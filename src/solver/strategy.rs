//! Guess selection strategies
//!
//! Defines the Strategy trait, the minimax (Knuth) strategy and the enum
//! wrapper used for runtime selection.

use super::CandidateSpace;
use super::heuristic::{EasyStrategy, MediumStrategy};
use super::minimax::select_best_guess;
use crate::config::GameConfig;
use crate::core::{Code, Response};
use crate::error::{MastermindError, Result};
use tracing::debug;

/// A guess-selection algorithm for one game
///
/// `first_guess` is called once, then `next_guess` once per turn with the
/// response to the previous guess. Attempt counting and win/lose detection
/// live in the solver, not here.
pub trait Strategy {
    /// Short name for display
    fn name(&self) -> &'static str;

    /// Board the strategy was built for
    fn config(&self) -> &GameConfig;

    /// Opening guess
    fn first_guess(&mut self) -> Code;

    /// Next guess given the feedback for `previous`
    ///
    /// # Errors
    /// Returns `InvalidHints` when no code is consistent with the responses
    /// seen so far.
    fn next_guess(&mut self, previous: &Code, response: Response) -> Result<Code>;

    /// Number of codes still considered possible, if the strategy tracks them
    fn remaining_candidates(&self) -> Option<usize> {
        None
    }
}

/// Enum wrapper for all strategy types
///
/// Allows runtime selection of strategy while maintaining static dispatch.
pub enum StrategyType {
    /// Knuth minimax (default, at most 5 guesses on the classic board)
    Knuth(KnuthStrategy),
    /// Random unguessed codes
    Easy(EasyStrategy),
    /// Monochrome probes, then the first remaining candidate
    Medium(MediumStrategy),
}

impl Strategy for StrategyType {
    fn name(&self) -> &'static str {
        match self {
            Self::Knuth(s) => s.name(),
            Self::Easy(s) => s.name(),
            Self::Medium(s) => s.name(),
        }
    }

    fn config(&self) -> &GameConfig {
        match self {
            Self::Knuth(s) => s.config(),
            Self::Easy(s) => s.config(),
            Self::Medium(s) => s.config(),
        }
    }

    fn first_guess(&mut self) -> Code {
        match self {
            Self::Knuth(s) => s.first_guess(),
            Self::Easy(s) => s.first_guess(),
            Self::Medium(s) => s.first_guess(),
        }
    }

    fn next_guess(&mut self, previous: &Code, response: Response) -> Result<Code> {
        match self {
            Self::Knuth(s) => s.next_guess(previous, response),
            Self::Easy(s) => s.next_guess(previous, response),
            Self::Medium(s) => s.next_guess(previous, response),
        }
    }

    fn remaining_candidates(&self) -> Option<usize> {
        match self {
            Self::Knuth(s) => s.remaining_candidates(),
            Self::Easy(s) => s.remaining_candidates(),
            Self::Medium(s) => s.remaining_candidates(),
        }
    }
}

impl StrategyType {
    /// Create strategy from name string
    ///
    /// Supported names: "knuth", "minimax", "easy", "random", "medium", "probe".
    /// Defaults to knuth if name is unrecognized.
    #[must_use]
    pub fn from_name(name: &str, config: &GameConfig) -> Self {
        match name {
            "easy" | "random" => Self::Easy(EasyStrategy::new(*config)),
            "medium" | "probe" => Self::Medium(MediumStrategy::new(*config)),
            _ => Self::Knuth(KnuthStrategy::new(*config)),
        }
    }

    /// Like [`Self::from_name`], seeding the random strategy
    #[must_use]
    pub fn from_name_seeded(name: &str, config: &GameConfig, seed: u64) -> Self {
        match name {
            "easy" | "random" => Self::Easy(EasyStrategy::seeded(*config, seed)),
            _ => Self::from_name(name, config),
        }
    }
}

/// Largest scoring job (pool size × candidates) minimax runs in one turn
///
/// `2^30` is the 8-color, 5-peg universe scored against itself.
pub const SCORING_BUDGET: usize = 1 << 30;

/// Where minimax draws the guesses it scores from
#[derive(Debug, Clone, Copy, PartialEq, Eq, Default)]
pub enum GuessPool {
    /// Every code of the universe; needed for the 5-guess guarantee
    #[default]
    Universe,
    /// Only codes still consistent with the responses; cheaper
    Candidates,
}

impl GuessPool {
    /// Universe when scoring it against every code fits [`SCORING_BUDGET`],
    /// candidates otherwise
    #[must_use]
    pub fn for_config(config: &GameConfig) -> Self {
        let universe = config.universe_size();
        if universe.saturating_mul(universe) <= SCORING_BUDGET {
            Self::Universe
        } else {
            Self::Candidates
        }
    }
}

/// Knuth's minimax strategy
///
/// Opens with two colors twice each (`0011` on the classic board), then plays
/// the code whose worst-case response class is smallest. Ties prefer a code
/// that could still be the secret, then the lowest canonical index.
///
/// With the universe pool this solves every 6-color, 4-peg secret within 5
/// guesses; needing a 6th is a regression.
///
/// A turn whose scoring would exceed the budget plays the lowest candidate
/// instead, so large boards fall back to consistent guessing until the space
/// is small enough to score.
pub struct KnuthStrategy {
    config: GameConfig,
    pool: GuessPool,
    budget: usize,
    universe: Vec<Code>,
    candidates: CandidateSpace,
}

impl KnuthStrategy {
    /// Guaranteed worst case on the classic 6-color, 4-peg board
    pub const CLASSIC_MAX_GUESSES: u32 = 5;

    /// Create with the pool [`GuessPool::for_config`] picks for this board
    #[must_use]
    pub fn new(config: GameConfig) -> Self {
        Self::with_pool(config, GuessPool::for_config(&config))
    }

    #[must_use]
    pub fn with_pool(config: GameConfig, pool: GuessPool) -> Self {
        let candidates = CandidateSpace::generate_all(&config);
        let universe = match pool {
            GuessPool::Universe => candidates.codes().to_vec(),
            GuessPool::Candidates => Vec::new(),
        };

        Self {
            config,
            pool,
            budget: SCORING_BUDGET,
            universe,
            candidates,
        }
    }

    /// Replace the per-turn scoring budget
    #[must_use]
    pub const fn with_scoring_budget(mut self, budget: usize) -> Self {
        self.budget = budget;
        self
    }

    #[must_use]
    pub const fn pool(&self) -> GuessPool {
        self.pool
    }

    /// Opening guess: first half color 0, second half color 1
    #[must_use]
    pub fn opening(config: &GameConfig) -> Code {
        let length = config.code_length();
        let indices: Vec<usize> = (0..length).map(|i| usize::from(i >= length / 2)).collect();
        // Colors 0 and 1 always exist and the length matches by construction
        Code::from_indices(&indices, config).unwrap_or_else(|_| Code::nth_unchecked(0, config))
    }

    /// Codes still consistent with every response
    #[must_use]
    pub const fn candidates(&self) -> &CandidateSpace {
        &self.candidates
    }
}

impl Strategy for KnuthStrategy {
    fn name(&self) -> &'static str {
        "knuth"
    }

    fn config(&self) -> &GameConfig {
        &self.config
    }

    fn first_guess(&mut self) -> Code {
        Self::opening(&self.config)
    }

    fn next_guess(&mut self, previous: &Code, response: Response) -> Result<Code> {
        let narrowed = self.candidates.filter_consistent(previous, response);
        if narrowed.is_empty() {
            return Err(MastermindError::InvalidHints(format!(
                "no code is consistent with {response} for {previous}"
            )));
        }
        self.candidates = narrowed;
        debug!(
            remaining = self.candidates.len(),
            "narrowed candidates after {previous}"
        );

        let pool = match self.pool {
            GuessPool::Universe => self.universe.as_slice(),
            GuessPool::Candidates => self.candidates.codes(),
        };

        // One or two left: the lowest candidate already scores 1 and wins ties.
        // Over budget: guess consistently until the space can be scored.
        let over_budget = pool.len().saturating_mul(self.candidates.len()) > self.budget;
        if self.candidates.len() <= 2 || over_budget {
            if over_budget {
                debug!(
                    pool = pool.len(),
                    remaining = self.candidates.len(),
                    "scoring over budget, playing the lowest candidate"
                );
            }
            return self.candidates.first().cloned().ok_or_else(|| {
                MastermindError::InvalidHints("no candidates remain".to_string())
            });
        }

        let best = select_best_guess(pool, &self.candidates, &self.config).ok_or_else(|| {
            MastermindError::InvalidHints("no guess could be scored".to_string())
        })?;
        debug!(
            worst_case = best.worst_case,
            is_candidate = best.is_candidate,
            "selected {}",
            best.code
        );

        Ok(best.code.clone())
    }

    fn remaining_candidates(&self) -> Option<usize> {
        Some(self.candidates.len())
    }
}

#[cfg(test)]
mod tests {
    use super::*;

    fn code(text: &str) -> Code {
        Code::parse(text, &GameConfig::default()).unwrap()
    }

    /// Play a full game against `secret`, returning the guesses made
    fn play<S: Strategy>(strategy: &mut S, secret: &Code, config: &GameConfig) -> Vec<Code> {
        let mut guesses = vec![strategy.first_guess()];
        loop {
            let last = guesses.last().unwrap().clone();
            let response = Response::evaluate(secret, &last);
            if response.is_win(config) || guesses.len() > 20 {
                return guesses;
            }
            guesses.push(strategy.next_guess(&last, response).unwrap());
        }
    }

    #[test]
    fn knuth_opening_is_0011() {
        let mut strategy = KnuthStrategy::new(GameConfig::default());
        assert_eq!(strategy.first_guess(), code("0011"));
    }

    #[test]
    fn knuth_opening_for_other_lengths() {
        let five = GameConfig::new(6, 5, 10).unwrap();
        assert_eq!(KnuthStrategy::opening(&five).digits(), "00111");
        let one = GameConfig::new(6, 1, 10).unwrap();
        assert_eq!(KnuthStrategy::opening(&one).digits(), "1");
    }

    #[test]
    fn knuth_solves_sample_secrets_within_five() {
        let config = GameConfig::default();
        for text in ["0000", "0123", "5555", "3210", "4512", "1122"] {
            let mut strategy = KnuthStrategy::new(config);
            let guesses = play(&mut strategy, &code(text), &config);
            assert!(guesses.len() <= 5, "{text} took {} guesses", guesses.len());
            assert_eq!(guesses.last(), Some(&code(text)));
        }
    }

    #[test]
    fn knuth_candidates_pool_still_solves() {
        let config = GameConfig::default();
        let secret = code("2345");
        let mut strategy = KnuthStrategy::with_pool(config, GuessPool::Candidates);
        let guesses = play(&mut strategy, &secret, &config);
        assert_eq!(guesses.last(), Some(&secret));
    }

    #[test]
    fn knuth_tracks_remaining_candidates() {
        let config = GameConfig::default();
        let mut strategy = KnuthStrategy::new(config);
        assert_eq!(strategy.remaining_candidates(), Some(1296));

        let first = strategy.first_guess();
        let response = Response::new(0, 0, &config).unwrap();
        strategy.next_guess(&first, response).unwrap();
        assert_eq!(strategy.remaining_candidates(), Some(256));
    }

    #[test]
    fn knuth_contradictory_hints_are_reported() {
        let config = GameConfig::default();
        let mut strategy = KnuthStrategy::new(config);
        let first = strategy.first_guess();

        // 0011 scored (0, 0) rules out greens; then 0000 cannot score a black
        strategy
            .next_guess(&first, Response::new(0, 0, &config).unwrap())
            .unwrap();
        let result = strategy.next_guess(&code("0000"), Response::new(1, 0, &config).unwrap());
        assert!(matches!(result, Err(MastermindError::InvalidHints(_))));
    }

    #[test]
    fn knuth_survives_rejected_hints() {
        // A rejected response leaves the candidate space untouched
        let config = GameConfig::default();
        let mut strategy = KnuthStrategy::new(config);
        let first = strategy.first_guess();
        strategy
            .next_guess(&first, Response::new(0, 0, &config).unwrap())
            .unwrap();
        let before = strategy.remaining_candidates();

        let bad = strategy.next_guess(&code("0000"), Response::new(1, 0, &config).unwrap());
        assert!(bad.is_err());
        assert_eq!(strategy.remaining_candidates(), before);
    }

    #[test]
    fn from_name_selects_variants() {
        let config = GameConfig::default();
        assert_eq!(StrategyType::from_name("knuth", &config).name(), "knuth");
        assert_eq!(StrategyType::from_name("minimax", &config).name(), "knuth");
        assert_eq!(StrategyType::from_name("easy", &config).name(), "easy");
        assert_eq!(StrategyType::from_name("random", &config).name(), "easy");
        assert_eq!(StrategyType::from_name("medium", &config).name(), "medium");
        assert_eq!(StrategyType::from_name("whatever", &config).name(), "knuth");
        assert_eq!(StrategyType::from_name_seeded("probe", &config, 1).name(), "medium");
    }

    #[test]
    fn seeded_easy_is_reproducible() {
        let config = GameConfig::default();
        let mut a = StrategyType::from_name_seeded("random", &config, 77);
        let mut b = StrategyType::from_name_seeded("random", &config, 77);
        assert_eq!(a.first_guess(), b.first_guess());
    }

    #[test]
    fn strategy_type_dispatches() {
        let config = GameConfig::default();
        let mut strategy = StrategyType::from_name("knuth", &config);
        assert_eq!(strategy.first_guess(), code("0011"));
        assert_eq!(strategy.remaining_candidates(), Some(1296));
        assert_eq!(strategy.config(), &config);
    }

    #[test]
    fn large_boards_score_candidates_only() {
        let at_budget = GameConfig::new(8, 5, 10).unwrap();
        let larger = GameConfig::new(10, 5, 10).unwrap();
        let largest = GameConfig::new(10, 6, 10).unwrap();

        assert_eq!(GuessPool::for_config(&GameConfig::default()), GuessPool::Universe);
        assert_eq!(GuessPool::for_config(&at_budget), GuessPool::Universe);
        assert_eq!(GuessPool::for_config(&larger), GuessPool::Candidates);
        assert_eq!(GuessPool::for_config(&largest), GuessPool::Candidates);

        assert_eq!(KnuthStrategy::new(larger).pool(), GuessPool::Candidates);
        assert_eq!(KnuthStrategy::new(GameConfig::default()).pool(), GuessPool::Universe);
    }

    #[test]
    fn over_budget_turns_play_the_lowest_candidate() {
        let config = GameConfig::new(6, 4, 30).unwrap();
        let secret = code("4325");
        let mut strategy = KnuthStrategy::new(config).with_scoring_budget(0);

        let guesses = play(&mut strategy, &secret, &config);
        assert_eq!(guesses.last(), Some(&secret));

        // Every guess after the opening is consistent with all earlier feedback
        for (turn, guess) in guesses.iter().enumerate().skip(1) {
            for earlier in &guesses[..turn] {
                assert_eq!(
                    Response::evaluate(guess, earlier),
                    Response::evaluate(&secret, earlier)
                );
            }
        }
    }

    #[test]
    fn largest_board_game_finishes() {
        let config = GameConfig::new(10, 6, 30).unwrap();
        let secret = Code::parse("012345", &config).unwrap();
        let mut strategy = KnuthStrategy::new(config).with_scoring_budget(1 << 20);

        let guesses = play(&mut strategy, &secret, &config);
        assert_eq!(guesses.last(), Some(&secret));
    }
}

-*-*-

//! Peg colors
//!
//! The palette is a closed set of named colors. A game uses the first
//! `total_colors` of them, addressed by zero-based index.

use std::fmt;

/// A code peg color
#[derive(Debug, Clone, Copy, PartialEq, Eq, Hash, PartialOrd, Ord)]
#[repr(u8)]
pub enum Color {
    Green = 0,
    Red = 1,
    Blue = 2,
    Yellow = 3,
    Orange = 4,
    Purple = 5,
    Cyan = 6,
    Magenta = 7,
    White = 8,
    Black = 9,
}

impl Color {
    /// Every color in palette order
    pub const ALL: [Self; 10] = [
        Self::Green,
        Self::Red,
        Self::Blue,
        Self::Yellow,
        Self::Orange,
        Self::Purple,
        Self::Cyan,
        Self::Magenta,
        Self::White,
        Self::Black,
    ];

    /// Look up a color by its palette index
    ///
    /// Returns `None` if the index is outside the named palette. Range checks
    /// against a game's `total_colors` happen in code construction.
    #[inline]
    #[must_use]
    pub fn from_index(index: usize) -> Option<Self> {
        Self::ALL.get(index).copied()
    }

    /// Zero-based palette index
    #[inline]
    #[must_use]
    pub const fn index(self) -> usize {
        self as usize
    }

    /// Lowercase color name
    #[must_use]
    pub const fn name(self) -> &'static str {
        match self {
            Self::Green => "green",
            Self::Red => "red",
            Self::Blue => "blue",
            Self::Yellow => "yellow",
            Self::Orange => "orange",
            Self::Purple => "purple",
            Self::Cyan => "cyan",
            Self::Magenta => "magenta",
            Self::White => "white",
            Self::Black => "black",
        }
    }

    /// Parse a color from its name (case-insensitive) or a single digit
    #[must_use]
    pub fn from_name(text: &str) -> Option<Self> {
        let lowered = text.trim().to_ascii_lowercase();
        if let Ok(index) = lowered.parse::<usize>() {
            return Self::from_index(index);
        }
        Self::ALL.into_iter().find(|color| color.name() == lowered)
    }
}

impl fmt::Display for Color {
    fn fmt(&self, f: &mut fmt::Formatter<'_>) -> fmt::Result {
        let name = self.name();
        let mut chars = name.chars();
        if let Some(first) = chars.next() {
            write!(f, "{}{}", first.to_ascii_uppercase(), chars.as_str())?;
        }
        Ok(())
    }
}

-*-*-

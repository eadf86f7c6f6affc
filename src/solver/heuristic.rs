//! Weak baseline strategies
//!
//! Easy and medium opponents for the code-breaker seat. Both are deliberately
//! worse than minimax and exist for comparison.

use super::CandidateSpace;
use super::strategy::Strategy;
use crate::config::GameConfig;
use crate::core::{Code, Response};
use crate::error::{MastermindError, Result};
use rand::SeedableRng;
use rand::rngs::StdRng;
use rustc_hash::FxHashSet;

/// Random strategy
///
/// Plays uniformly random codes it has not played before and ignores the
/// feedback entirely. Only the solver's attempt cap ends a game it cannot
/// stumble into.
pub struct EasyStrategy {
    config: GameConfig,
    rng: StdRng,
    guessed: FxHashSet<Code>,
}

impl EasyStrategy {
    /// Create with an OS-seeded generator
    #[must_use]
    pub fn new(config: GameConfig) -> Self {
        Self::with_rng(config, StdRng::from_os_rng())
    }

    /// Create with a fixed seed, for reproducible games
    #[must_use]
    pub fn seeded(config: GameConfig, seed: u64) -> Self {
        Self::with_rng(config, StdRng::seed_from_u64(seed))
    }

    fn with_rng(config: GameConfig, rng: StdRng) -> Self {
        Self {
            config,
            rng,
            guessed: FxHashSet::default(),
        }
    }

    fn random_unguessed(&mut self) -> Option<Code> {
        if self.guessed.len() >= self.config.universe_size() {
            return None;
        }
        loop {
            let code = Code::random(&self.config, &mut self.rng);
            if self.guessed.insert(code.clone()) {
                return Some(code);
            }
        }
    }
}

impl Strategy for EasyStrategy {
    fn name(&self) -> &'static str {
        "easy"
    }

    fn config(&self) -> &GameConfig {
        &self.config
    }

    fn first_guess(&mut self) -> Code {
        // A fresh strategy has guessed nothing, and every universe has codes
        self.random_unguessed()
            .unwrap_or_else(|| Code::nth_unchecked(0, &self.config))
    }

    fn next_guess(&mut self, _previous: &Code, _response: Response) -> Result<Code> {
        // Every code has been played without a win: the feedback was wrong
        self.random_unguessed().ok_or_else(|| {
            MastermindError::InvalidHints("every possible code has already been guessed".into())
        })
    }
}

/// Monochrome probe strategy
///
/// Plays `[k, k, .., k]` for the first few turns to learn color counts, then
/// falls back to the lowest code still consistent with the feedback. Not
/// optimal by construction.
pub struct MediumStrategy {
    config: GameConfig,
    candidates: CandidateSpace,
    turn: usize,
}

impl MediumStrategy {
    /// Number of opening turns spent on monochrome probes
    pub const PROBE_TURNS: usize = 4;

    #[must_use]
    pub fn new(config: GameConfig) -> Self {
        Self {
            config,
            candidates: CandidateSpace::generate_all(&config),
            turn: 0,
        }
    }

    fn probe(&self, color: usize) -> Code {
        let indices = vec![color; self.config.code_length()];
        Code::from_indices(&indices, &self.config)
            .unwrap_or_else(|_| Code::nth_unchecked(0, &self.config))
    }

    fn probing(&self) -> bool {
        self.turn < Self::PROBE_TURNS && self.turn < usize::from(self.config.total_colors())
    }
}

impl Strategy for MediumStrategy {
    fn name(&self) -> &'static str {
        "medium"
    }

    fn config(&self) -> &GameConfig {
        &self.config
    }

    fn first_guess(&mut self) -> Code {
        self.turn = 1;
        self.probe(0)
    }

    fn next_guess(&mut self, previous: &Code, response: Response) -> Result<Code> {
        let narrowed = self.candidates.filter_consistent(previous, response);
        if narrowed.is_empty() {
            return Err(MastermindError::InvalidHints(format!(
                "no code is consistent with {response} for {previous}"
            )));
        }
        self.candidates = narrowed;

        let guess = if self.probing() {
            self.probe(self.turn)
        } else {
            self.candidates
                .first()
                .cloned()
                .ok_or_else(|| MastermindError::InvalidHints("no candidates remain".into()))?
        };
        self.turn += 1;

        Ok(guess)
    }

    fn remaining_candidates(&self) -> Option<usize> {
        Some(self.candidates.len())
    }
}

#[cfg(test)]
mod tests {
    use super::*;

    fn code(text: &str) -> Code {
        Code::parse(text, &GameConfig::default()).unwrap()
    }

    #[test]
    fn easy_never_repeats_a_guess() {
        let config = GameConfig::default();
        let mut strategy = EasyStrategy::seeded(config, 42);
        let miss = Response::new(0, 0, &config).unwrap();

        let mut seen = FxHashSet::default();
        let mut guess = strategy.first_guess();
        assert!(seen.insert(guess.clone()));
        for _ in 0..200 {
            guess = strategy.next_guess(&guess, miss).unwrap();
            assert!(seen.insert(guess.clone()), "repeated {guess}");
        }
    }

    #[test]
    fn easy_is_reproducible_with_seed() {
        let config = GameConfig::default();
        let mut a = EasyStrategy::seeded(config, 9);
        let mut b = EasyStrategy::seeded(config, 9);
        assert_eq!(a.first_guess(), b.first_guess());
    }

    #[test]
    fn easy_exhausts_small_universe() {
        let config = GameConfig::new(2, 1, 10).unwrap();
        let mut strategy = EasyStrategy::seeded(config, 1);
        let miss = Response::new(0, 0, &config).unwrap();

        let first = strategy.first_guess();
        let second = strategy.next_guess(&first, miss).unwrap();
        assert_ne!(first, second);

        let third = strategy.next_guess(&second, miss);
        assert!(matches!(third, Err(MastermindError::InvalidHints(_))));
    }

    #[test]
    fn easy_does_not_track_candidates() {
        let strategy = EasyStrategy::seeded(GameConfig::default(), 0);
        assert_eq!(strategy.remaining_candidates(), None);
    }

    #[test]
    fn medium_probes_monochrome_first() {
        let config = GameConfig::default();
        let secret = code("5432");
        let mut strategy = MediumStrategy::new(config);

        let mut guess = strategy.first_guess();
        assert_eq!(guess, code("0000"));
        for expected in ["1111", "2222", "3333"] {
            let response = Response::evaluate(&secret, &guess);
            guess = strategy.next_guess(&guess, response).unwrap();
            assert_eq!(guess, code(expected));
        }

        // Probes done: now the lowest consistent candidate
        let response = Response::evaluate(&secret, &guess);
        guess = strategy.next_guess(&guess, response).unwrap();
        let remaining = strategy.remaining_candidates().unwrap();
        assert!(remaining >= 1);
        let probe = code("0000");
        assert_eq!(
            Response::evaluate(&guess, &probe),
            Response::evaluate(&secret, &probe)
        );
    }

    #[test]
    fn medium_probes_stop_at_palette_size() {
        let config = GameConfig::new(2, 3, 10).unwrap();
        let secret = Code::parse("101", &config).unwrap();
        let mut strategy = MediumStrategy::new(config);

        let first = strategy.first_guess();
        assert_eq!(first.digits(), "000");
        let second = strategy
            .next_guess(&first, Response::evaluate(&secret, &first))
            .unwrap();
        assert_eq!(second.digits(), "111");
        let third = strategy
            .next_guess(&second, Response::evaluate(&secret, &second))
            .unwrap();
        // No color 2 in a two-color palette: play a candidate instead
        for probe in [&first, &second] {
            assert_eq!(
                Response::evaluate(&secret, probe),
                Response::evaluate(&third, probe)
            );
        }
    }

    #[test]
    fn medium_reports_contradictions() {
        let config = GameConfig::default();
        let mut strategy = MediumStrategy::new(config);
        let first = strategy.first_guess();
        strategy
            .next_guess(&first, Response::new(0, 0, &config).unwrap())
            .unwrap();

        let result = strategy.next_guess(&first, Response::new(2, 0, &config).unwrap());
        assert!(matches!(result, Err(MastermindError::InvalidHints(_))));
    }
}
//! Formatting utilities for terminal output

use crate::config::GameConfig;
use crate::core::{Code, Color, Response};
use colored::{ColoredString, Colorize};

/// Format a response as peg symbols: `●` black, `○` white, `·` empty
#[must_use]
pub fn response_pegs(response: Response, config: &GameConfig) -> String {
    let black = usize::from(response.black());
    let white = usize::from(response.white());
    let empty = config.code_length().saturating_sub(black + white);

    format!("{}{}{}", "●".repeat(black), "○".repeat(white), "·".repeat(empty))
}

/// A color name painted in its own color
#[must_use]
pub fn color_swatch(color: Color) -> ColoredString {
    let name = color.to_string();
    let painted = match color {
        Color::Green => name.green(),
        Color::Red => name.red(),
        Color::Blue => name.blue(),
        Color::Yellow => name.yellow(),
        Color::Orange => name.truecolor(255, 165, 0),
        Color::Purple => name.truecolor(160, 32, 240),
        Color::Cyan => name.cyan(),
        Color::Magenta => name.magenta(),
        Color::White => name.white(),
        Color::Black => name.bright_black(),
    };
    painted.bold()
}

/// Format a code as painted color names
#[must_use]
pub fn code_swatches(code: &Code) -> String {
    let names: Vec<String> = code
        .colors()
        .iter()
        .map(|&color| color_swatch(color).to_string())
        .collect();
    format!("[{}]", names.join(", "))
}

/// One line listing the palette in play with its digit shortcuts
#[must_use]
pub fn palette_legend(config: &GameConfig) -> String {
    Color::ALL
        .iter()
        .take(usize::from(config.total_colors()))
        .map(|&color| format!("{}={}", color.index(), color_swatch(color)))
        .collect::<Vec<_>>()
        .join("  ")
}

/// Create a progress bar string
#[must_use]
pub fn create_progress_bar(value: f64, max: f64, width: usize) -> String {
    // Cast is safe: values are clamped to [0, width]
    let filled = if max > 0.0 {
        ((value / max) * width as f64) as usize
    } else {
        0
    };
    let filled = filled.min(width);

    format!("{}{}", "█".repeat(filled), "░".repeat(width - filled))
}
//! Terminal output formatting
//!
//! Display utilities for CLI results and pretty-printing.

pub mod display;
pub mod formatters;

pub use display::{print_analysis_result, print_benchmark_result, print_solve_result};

-*-*-

■ **WHAT TO WORK ON**: Reproducing the whole listing above is not the task. Copy exactly only the lines from the one with "let mut strategy = EasyStrategy::seeded(config, 42);" to the one with "let mut strategy = EasyStrategy::seeded(config, 1);", both kept.

■ **ANSWER TO THE EXERCISE**:
        let mut strategy = EasyStrategy::seeded(config, 42);
        let miss = Response::new(0, 0, &config).unwrap();

        let mut seen = FxHashSet::default();
        let mut guess = strategy.first_guess();
        assert!(seen.insert(guess.clone()));
        for _ in 0..200 {
            guess = strategy.next_guess(&guess, miss).unwrap();
            assert!(seen.insert(guess.clone()), "repeated {guess}");
        }
    }

    #[test]
    fn easy_is_reproducible_with_seed() {
        let config = GameConfig::default();
        let mut a = EasyStrategy::seeded(config, 9);
        let mut b = EasyStrategy::seeded(config, 9);
        assert_eq!(a.first_guess(), b.first_guess());
    }

    #[test]
    fn easy_exhausts_small_universe() {
        let config = GameConfig::new(2, 1, 10).unwrap();
        let mut strategy = EasyStrategy::seeded(config, 1);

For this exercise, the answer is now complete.